« EAU SECOURS! » : Un bateau d’eau pour les riches, un dé à coudre pour les pauvres qui meurent de soif !
Suite au départ du premier bateau qui va effectuer une livraison d'eau de la Provence à Barcelone et après avoir consulté des experts et des associations nationales, l’association Ecoforum tient à faire partager quelques interrogations graves :
A Marseille par exemple, en 1934, nous disposions pour satisfaire nos besoins vitaux de 1 litre d’eau potable par personne et par jour. Aujourd’hui ces besoins ont été revus à la hausse… et représentent 150 litres d’eau par personne et par jour. Dans ce monde de surconsommation qui nous invite à être énergivores, sommes-nous devenus « hydrovores », en prime aveugles, et inconscients de la gravité du problème mondial de l’eau car chaque jour 20 à 30.000 personnes meurent à cause du manque d’eau saine, dont un enfant toutes les 8 secondes ?
La livraison d’eau potable par bateau, effectuée par la Société des Eaux de Marseille, opération intitulée « Marseille solidaire de Barcelone », pose des questions sur la manière dont nous, pays riches, gérons la ressource eau et il est de notre devoir de lancer sur la place publique une réflexion sur ce sujet. Au total, Barcelone sera approvisionnée par six navires, qui effectueront 63 voyages par mois pour livrer mensuellement 1 660 000 m3 d’eau potable. Ces navires consomment en 24 heures de traversée entre 30 et 50 tonnes de carburant
Peut-on parler de solidarité, quand en même temps, dans cette province d’Espagne, de nombreux terrains de golf, des piscines en bordure de mer, des espaces verts pour les touristes gaspillent l’eau sans compter ?
Il est possible de faire des économies… Par exemple, les 6 principaux terrains de golfs autour de Barcelone totalisent 235 trous ce qui représente une consommation mensuelle minimum de 355 000 m3.
Un autre moyen efficace existe : l’installation dans chaque foyer d’une chasse d’eau économe permettrait d’économiser 1 600 000 m3 d’eau par mois, soit l’équivalent de la quantité d’eau livrée à Barcelone chaque mois …

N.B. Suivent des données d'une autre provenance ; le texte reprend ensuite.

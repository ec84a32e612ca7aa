//! The asynchronous DynamoDB interface.
//!
//! [`DynamoDbAsync`] declares one required method per operation, taking the
//! full request struct, plus provided convenience methods that build the
//! request from loose parameters and delegate to the canonical form. The
//! convenience methods never add behavior of their own.
//!
//! [`AsyncClient`] wraps an [`aws_sdk_dynamodb::Client`] and implements the
//! interface by sending each request through the SDK. A wrapper type is used
//! instead of implementing the trait on the SDK client directly because the
//! SDK's inherent fluent methods share the operation names and would shadow
//! the trait methods.

use crate::{common, read, table, write};

use aws_sdk_dynamodb::{Client, error, operation, types};
use indexmap::IndexMap;
use serde::Serialize;

/// The asynchronous, future-returning DynamoDB interface.
///
/// ```rust,no_run
/// use aws_sdk_dynamodb::Client;
/// use dynamodb_futures::client::{AsyncClient, DynamoDbAsync};
/// use dynamodb_futures::common::key;
///
/// # async fn example(client: Client) -> Result<(), Box<dyn std::error::Error>> {
/// let client = AsyncClient::new(client);
/// client
///     .delete_item_by_key("users", key::PrimaryKey::new("id", "1"), None)
///     .await?;
/// # Ok(())
/// # }
/// ```
#[allow(async_fn_in_trait)]
pub trait DynamoDbAsync {
    /// Retrieve a single item by primary key.
    async fn get_item<T: Serialize>(
        &self,
        request: read::get_item::GetItem<T>,
    ) -> Result<
        operation::get_item::GetItemOutput,
        error::SdkError<operation::get_item::GetItemError>,
    >;

    /// Retrieve a single item by table name and primary key.
    ///
    /// Builds a [`read::get_item::GetItem`] and delegates to
    /// [`DynamoDbAsync::get_item`].
    async fn get_item_by_key<T: Serialize>(
        &self,
        table_name: impl Into<String>,
        key: common::key::PrimaryKey<T>,
        consistent_read: Option<bool>,
    ) -> Result<
        operation::get_item::GetItemOutput,
        error::SdkError<operation::get_item::GetItemError>,
    > {
        self.get_item(read::get_item::GetItem::new(table_name, key, consistent_read))
            .await
    }

    /// Create or replace an item.
    async fn put_item<T: Serialize>(
        &self,
        request: write::put_item::PutItem<T>,
    ) -> Result<
        operation::put_item::PutItemOutput,
        error::SdkError<operation::put_item::PutItemError>,
    >;

    /// Create or replace an item in the named table.
    ///
    /// Builds a [`write::put_item::PutItem`] and delegates to
    /// [`DynamoDbAsync::put_item`].
    async fn put_item_into<T: Serialize>(
        &self,
        table_name: impl Into<String>,
        item: T,
        return_values: Option<types::ReturnValue>,
    ) -> Result<
        operation::put_item::PutItemOutput,
        error::SdkError<operation::put_item::PutItemError>,
    > {
        self.put_item(write::put_item::PutItem::new(table_name, item, return_values))
            .await
    }

    /// Delete a single item by primary key.
    async fn delete_item<T: Serialize>(
        &self,
        request: write::delete_item::DeleteItem<T>,
    ) -> Result<
        operation::delete_item::DeleteItemOutput,
        error::SdkError<operation::delete_item::DeleteItemError>,
    >;

    /// Delete a single item by table name and primary key.
    ///
    /// Builds a [`write::delete_item::DeleteItem`] and delegates to
    /// [`DynamoDbAsync::delete_item`].
    async fn delete_item_by_key<T: Serialize>(
        &self,
        table_name: impl Into<String>,
        key: common::key::PrimaryKey<T>,
        return_values: Option<types::ReturnValue>,
    ) -> Result<
        operation::delete_item::DeleteItemOutput,
        error::SdkError<operation::delete_item::DeleteItemError>,
    > {
        self.delete_item(write::delete_item::DeleteItem::new(
            table_name,
            key,
            return_values,
        ))
        .await
    }

    /// Update attributes of a single item.
    async fn update_item<T: Serialize>(
        &self,
        request: write::update_item::UpdateItem<T>,
    ) -> Result<
        operation::update_item::UpdateItemOutput,
        error::SdkError<operation::update_item::UpdateItemError>,
    >;

    /// Update attributes of the item with the given key.
    ///
    /// Builds a [`write::update_item::UpdateItem`] and delegates to
    /// [`DynamoDbAsync::update_item`].
    async fn update_item_by_key<T: Serialize>(
        &self,
        table_name: impl Into<String>,
        key: common::key::PrimaryKey<T>,
        updates: IndexMap<String, write::update_item::UpdateAction<T>>,
        return_values: Option<types::ReturnValue>,
    ) -> Result<
        operation::update_item::UpdateItemOutput,
        error::SdkError<operation::update_item::UpdateItemError>,
    > {
        self.update_item(write::update_item::UpdateItem::new(
            table_name,
            key,
            updates,
            return_values,
        ))
        .await
    }

    /// Retrieve items from one or more tables in a single call.
    async fn batch_get_item<T: Serialize>(
        &self,
        request: read::batch_get_item::BatchGetItem<T>,
    ) -> Result<
        operation::batch_get_item::BatchGetItemOutput,
        error::SdkError<operation::batch_get_item::BatchGetItemError>,
    >;

    /// Retrieve the given keys, grouped by per-table read arguments.
    ///
    /// Builds a [`read::batch_get_item::BatchGetItem`] and delegates to
    /// [`DynamoDbAsync::batch_get_item`].
    async fn batch_get_item_from<T: Serialize>(
        &self,
        request_items: IndexMap<read::common::ReadArgs, Vec<common::key::PrimaryKey<T>>>,
        return_consumed_capacity: Option<types::ReturnConsumedCapacity>,
    ) -> Result<
        operation::batch_get_item::BatchGetItemOutput,
        error::SdkError<operation::batch_get_item::BatchGetItemError>,
    > {
        self.batch_get_item(read::batch_get_item::BatchGetItem::new(
            request_items,
            return_consumed_capacity,
        ))
        .await
    }

    /// Put and delete items across one or more tables in a single call.
    async fn batch_write_item<T: Serialize>(
        &self,
        request: write::batch_write_item::BatchWriteItem<T>,
    ) -> Result<
        operation::batch_write_item::BatchWriteItemOutput,
        error::SdkError<operation::batch_write_item::BatchWriteItemError>,
    >;

    /// Apply the given write requests, grouped by table name.
    ///
    /// Builds a [`write::batch_write_item::BatchWriteItem`] and delegates to
    /// [`DynamoDbAsync::batch_write_item`].
    async fn batch_write_item_to<T: Serialize>(
        &self,
        request_items: IndexMap<String, Vec<write::batch_write_item::BatchWriteRequest<T>>>,
    ) -> Result<
        operation::batch_write_item::BatchWriteItemOutput,
        error::SdkError<operation::batch_write_item::BatchWriteItemError>,
    > {
        self.batch_write_item(write::batch_write_item::BatchWriteItem::new(request_items))
            .await
    }

    /// Read a page of items from a table.
    async fn scan<T: Serialize>(
        &self,
        request: read::scan::Scan<T>,
    ) -> Result<operation::scan::ScanOutput, error::SdkError<operation::scan::ScanError>>;

    /// Read a page of items from the named table, optionally projected and
    /// filtered.
    ///
    /// Builds a [`read::scan::Scan`] and delegates to
    /// [`DynamoDbAsync::scan`].
    async fn scan_table<T: Serialize>(
        &self,
        table_name: impl Into<String>,
        projection: Option<common::projection::Projection>,
        filter: Option<common::filter::Filter<T>>,
    ) -> Result<operation::scan::ScanOutput, error::SdkError<operation::scan::ScanError>> {
        self.scan(read::scan::Scan::new(table_name, projection, filter))
            .await
    }

    /// Update a table's provisioned throughput or billing mode.
    async fn update_table(
        &self,
        request: table::update_table::UpdateTable,
    ) -> Result<
        operation::update_table::UpdateTableOutput,
        error::SdkError<operation::update_table::UpdateTableError>,
    >;

    /// Update the named table's provisioned throughput.
    ///
    /// Builds a [`table::update_table::UpdateTable`] and delegates to
    /// [`DynamoDbAsync::update_table`].
    async fn update_table_throughput(
        &self,
        table_name: impl Into<String>,
        read_capacity_units: i64,
        write_capacity_units: i64,
    ) -> Result<
        operation::update_table::UpdateTableOutput,
        error::SdkError<operation::update_table::UpdateTableError>,
    > {
        self.update_table(table::update_table::UpdateTable::new(
            table_name,
            table::update_table::Throughput {
                read_capacity_units,
                write_capacity_units,
            },
        ))
        .await
    }

    /// Associate tags with a table resource.
    async fn tag_resource(
        &self,
        request: table::tags::TagResource,
    ) -> Result<
        operation::tag_resource::TagResourceOutput,
        error::SdkError<operation::tag_resource::TagResourceError>,
    >;

    /// Remove tags from a table resource.
    async fn untag_resource(
        &self,
        request: table::tags::UntagResource,
    ) -> Result<
        operation::untag_resource::UntagResourceOutput,
        error::SdkError<operation::untag_resource::UntagResourceError>,
    >;

    /// Enable or disable a table's time-to-live attribute.
    async fn update_time_to_live(
        &self,
        request: table::time_to_live::UpdateTimeToLive,
    ) -> Result<
        operation::update_time_to_live::UpdateTimeToLiveOutput,
        error::SdkError<operation::update_time_to_live::UpdateTimeToLiveError>,
    >;
}

/// An [`aws_sdk_dynamodb::Client`] wrapper implementing [`DynamoDbAsync`].
#[derive(Clone, Debug)]
pub struct AsyncClient {
    inner: Client,
}

impl AsyncClient {
    /// Wrap an SDK client.
    pub fn new(inner: Client) -> Self {
        Self { inner }
    }

    /// The wrapped SDK client.
    pub fn inner(&self) -> &Client {
        &self.inner
    }
}

impl From<Client> for AsyncClient {
    fn from(inner: Client) -> Self {
        Self::new(inner)
    }
}

impl DynamoDbAsync for AsyncClient {
    async fn get_item<T: Serialize>(
        &self,
        request: read::get_item::GetItem<T>,
    ) -> Result<
        operation::get_item::GetItemOutput,
        error::SdkError<operation::get_item::GetItemError>,
    > {
        request.send(&self.inner).await
    }

    async fn put_item<T: Serialize>(
        &self,
        request: write::put_item::PutItem<T>,
    ) -> Result<
        operation::put_item::PutItemOutput,
        error::SdkError<operation::put_item::PutItemError>,
    > {
        request.send(&self.inner).await
    }

    async fn delete_item<T: Serialize>(
        &self,
        request: write::delete_item::DeleteItem<T>,
    ) -> Result<
        operation::delete_item::DeleteItemOutput,
        error::SdkError<operation::delete_item::DeleteItemError>,
    > {
        request.send(&self.inner).await
    }

    async fn update_item<T: Serialize>(
        &self,
        request: write::update_item::UpdateItem<T>,
    ) -> Result<
        operation::update_item::UpdateItemOutput,
        error::SdkError<operation::update_item::UpdateItemError>,
    > {
        request.send(&self.inner).await
    }

    async fn batch_get_item<T: Serialize>(
        &self,
        request: read::batch_get_item::BatchGetItem<T>,
    ) -> Result<
        operation::batch_get_item::BatchGetItemOutput,
        error::SdkError<operation::batch_get_item::BatchGetItemError>,
    > {
        request.send(&self.inner).await
    }

    async fn batch_write_item<T: Serialize>(
        &self,
        request: write::batch_write_item::BatchWriteItem<T>,
    ) -> Result<
        operation::batch_write_item::BatchWriteItemOutput,
        error::SdkError<operation::batch_write_item::BatchWriteItemError>,
    > {
        request.send(&self.inner).await
    }

    async fn scan<T: Serialize>(
        &self,
        request: read::scan::Scan<T>,
    ) -> Result<operation::scan::ScanOutput, error::SdkError<operation::scan::ScanError>> {
        request.send(&self.inner).await
    }

    async fn update_table(
        &self,
        request: table::update_table::UpdateTable,
    ) -> Result<
        operation::update_table::UpdateTableOutput,
        error::SdkError<operation::update_table::UpdateTableError>,
    > {
        request.send(&self.inner).await
    }

    async fn tag_resource(
        &self,
        request: table::tags::TagResource,
    ) -> Result<
        operation::tag_resource::TagResourceOutput,
        error::SdkError<operation::tag_resource::TagResourceError>,
    > {
        request.send(&self.inner).await
    }

    async fn untag_resource(
        &self,
        request: table::tags::UntagResource,
    ) -> Result<
        operation::untag_resource::UntagResourceOutput,
        error::SdkError<operation::untag_resource::UntagResourceError>,
    > {
        request.send(&self.inner).await
    }

    async fn update_time_to_live(
        &self,
        request: table::time_to_live::UpdateTimeToLive,
    ) -> Result<
        operation::update_time_to_live::UpdateTimeToLiveOutput,
        error::SdkError<operation::update_time_to_live::UpdateTimeToLiveError>,
    > {
        request.send(&self.inner).await
    }
}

Mais il ne faut pas se tromper d’interlocuteur : si la contribution des usagers est souhaitable, il n’est pas de leur ressort exclusif d’économiser une eau potable qu’ils payent par ailleurs assez cher.
Concernant la répartition de la consommation en eau, les usagers domestiques en utilisent moins de 8 %, les agriculteurs 80 % (et trop souvent ils polluent la ressource par une agriculture intensive), le reste de la consommation revenant à l’industrie.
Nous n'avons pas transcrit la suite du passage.